You should see a medical professional if you suspect you have scabies because treatment of the condition requires prescription medications. Also, other conditions may cause rashes that itch, and it is important to have the correct diagnosis when considering treatment options. When calling to schedule an appointment, be sure to tell your health care provider's staff that you are concerned that you or your child may have scabies.
If you still have symptoms two weeks after treatment, you should be reevaluated by a physician. Sometimes the itching takes a while to go away. It is also possible to get reinfected.
How Do Health Care Professionals Diagnose Scabies?

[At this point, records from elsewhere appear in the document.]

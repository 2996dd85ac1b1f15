//! 网描述：边界层传入/传出的序列化形式，以及与 [`Net`] 之间的映射。
use serde::{Deserialize, Serialize};

use crate::net::core::{Net, NetError};
use crate::net::structure::{Arc, Place, Transition};

#[derive(Debug, Clone, Default, PartialEq, Eq, Serialize, Deserialize)]
#[serde(rename_all = "camelCase")]
pub struct PlaceDescription {
    pub id: String,
    #[serde(default)]
    pub tokens: i64,
    #[serde(default)]
    pub bounded: bool,
    #[serde(default, skip_serializing_if = "Option::is_none")]
    pub capacity: Option<i64>,
}

#[derive(Debug, Clone, Default, PartialEq, Eq, Serialize, Deserialize)]
#[serde(rename_all = "camelCase")]
pub struct TransitionDescription {
    pub id: String,
    #[serde(default)]
    pub enabled: bool,
    #[serde(default)]
    pub arc_ids: Vec<String>,
}

#[derive(Debug, Clone, PartialEq, Eq, Serialize, Deserialize)]
#[serde(rename_all = "camelCase")]
pub struct ArcDescription {
    pub id: String,
    #[serde(rename = "type")]
    pub kind: String,
    pub incoming_id: String,
    pub outgoing_id: String,
}

#[derive(Debug, Clone, Default, PartialEq, Eq, Serialize, Deserialize)]
#[serde(rename_all = "camelCase")]
pub struct NetDescription {
    #[serde(default)]
    pub places: Vec<PlaceDescription>,
    #[serde(default)]
    pub transitions: Vec<TransitionDescription>,
    #[serde(default)]
    pub arcs: Vec<ArcDescription>,
    #[serde(default, skip_serializing_if = "Option::is_none")]
    pub deterministic_mode: Option<bool>,
    #[serde(default, skip_serializing_if = "Option::is_none")]
    pub selected_transition_id: Option<String>,
}

/// 库所 id 与 token 数，用于校验请求的输入与期望输出。
#[derive(Debug, Clone, PartialEq, Eq, Serialize, Deserialize)]
#[serde(rename_all = "camelCase")]
pub struct PlaceTokens {
    #[serde(alias = "placeId")]
    pub id: String,
    pub tokens: i64,
}

impl PlaceTokens {
    pub fn new(id: impl Into<String>, tokens: i64) -> Self {
        Self {
            id: id.into(),
            tokens,
        }
    }
}

#[derive(Debug, Clone, Default, PartialEq, Eq, Serialize, Deserialize)]
#[serde(rename_all = "camelCase")]
pub struct ValidationRequest {
    #[serde(flatten)]
    pub net: NetDescription,
    #[serde(default)]
    pub input_configs: Vec<PlaceTokens>,
    #[serde(default)]
    pub expected_outputs: Vec<PlaceTokens>,
}

impl NetDescription {
    /// 选中的迁移 id；缺失或为空时返回 [`NetError::MissingSelection`]。
    pub fn selection(&self) -> Result<&str, NetError> {
        match self.selected_transition_id.as_deref() {
            Some(id) if !id.is_empty() => Ok(id),
            _ => Err(NetError::MissingSelection),
        }
    }
}

impl TryFrom<&NetDescription> for Net {
    type Error = NetError;

    fn try_from(description: &NetDescription) -> Result<Self, Self::Error> {
        let mut net = Net::empty();
        // 弧类型在任何求值之前映射
        for arc in &description.arcs {
            let arc = Arc::parse(&arc.kind, arc.id.as_str(), &arc.incoming_id, &arc.outgoing_id)?;
            net.arcs.insert(arc.id().clone(), arc);
        }
        for place in &description.places {
            net.add_place(Place::from(place));
        }
        for transition in &description.transitions {
            let mut mapped = Transition::with_arcs(
                transition.id.as_str(),
                transition.arc_ids.iter().map(String::as_str),
            );
            mapped.enabled = transition.enabled;
            net.add_transition(mapped);
        }
        net.deterministic_mode = description.deterministic_mode;
        Ok(net)
    }
}

impl TryFrom<NetDescription> for Net {
    type Error = NetError;

    fn try_from(description: NetDescription) -> Result<Self, Self::Error> {
        Net::try_from(&description)
    }
}

impl From<&PlaceDescription> for Place {
    fn from(place: &PlaceDescription) -> Self {
        Place::from_raw(place.id.as_str(), place.tokens, place.bounded, place.capacity)
    }
}

impl From<PlaceDescription> for Place {
    fn from(place: PlaceDescription) -> Self {
        Place::from(&place)
    }
}

impl From<&Place> for PlaceDescription {
    fn from(place: &Place) -> Self {
        PlaceDescription {
            id: place.id.to_string(),
            tokens: place.tokens() as i64,
            bounded: place.is_bounded(),
            capacity: place.capacity().map(|capacity| capacity as i64),
        }
    }
}

impl From<Place> for PlaceDescription {
    fn from(place: Place) -> Self {
        PlaceDescription::from(&place)
    }
}

impl From<&Net> for NetDescription {
    fn from(net: &Net) -> Self {
        Self {
            places: net
                .places
                .values()
                .map(PlaceDescription::from)
                .collect(),
            transitions: net
                .transitions
                .iter()
                .map(|transition| TransitionDescription {
                    id: transition.id.to_string(),
                    enabled: transition.enabled,
                    arc_ids: transition.arc_ids.iter().map(ToString::to_string).collect(),
                })
                .collect(),
            arcs: net
                .arcs
                .values()
                .map(|arc| ArcDescription {
                    id: arc.id().to_string(),
                    kind: arc.kind().to_string(),
                    incoming_id: arc.incoming().to_owned(),
                    outgoing_id: arc.outgoing().to_owned(),
                })
                .collect(),
            deterministic_mode: net.deterministic_mode,
            selected_transition_id: None,
        }
    }
}

impl From<Net> for NetDescription {
    fn from(net: Net) -> Self {
        NetDescription::from(&net)
    }
}

#[cfg(test)]
mod tests {
    use super::*;
    use serde_json::json;

    #[test]
    fn parses_wire_format() {
        let value = json!({
            "places": [
                {"id": "p1", "tokens": 1},
                {"id": "p2", "tokens": 7, "bounded": true, "capacity": 2}
            ],
            "transitions": [{"id": "t1", "enabled": true, "arcIds": ["a1", "a2"]}],
            "arcs": [
                {"id": "a1", "type": "REGULAR", "incomingId": "p1", "outgoingId": "t1"},
                {"id": "a2", "type": "INHIBITOR", "incomingId": "p2", "outgoingId": "t1"}
            ],
            "deterministicMode": true
        });
        let description: NetDescription = serde_json::from_value(value).unwrap();
        let net = Net::try_from(&description).unwrap();

        assert_eq!(net.get_place("p2").map(Place::tokens), Some(2));
        assert!(net.is_deterministic());
        assert!(net.transitions[0].enabled);

        let back = NetDescription::from(&net);
        assert_eq!(back.places[1].capacity, Some(2));
        assert_eq!(back.arcs[1].kind, "INHIBITOR");
        assert_eq!(back.deterministic_mode, Some(true));
        assert_eq!(back.transitions[0].arc_ids, vec!["a1", "a2"]);
    }

    #[test]
    fn unknown_arc_type_fails_at_mapping() {
        let description = NetDescription {
            arcs: vec![ArcDescription {
                id: "a1".into(),
                kind: "WEIGHTED".into(),
                incoming_id: "p1".into(),
                outgoing_id: "t1".into(),
            }],
            ..Default::default()
        };
        let err = Net::try_from(&description).unwrap_err();
        assert_eq!(err.to_string(), "unsupported arc type \"WEIGHTED\" on arc a1");
    }

    #[test]
    fn validation_request_flattens_net() {
        let value = json!({
            "places": [{"id": "p1", "tokens": 0}],
            "transitions": [],
            "arcs": [],
            "inputConfigs": [{"id": "p1", "tokens": 2, "bounded": false}],
            "expectedOutputs": [{"id": "p1", "tokens": 2}]
        });
        let request: ValidationRequest = serde_json::from_value(value).unwrap();
        assert_eq!(request.net.places.len(), 1);
        assert_eq!(request.input_configs, vec![PlaceTokens::new("p1", 2)]);
        assert_eq!(request.expected_outputs.len(), 1);
    }

    #[test]
    fn selection_requires_non_empty_id() {
        let mut description = NetDescription::default();
        assert_eq!(description.selection(), Err(NetError::MissingSelection));
        description.selected_transition_id = Some(String::new());
        assert_eq!(description.selection(), Err(NetError::MissingSelection));
        description.selected_transition_id = Some("t2".into());
        assert_eq!(description.selection(), Ok("t2"));
    }
}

Most cases of scabies are diagnosed by describing the symptoms to the health care provider who will examine the skin. There is no blood test for scabies, and delays in diagnosis or misdiagnosis are common in low-prevalence areas.
Other conditions are sometimes confused with scabies. The scabies mite has no relation to body lice, although the symptoms may be similar. Scabies is sometimes confused with bedbug bites, but in contrast to scabies, bedbugs are visible to the naked eye and can live for long periods of time without feeding. Chiggers are a type of mite that can feed off human blood, but unlike scabies, they are acquired through contact with vegetation and feed for only a few days. Less commonly, the rashes of other skin problems such as ringworm, shingles, eczema, allergic reactions (hives), jock itch, or impetigo may be confused with that of scabies.